• [Task statement]:
Look through the records and copy every line in which "failed" appears.

• [Records provided]:

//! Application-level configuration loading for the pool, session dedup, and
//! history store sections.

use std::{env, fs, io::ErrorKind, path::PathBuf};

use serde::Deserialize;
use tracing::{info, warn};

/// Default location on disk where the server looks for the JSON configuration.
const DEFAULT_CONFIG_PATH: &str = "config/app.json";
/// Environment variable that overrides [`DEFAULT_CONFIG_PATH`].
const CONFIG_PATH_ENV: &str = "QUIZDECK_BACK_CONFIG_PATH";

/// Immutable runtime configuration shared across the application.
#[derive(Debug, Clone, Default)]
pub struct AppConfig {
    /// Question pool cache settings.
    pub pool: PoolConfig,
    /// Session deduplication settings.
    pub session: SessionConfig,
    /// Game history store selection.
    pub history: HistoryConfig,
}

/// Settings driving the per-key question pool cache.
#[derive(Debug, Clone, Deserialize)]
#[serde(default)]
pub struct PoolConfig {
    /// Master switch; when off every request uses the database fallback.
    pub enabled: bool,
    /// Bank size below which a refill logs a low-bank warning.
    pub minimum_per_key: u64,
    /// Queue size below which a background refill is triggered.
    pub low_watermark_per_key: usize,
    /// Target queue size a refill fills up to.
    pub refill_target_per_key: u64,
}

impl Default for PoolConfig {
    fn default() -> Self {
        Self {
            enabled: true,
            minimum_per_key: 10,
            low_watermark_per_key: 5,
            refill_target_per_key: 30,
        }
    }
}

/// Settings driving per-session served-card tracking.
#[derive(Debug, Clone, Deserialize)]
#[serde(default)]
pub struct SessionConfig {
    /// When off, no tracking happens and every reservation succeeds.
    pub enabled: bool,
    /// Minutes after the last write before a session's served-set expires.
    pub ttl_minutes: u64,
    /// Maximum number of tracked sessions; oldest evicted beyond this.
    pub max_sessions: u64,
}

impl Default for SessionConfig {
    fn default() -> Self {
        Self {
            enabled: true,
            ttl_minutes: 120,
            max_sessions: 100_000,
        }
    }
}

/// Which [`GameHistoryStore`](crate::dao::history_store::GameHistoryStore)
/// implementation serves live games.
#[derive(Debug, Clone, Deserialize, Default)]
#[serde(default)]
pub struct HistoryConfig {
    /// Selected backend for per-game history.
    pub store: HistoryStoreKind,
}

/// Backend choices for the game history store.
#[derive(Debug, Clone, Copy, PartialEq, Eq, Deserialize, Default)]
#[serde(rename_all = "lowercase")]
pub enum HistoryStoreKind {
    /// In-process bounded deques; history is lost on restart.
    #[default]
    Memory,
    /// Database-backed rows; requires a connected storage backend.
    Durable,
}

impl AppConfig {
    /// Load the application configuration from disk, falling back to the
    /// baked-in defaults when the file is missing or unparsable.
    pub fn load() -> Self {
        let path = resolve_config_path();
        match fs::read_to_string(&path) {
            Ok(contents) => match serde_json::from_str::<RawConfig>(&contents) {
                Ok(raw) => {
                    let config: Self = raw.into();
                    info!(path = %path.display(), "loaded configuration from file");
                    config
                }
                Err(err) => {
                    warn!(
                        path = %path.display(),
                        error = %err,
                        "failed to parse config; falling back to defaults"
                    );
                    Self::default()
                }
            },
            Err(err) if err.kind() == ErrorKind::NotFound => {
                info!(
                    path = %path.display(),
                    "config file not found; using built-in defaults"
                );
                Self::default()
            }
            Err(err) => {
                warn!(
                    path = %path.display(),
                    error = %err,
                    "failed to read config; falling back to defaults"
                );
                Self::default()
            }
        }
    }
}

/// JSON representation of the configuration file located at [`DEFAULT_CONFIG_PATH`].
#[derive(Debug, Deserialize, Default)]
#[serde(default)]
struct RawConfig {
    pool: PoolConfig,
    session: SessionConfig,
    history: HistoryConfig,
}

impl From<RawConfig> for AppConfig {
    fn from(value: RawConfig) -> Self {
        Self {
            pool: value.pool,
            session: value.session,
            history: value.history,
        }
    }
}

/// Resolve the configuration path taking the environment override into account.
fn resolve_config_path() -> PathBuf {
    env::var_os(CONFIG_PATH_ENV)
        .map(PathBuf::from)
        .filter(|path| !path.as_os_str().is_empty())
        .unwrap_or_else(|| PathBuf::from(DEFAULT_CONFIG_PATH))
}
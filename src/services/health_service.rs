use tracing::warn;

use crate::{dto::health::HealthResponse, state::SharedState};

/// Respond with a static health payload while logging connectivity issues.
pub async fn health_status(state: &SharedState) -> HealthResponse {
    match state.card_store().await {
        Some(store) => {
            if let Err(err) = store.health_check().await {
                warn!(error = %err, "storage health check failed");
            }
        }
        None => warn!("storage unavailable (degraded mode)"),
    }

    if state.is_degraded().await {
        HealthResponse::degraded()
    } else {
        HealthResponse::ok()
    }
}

• [Solution for this exercise]:
                        "failed to parse config; falling back to defaults"
                    "failed to read config; falling back to defaults"
                warn!(error = %err, "storage health check failed");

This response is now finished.